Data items
+===+
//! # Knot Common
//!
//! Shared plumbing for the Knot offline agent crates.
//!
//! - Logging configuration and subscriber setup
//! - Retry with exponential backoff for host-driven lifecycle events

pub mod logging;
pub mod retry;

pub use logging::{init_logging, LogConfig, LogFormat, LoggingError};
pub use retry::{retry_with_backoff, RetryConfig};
+===+
Keeping each word as it stands, transcribe every entry.

//! # Knot Common
//!
//! Shared plumbing for the Knot offline agent crates.
//!
//! - Logging configuration and subscriber setup
//! - Retry with exponential backoff for host-driven lifecycle events

pub mod logging;
pub mod retry;

pub use logging::{init_logging, LogConfig, LogFormat, LoggingError};
pub use retry::{retry_with_backoff, RetryConfig};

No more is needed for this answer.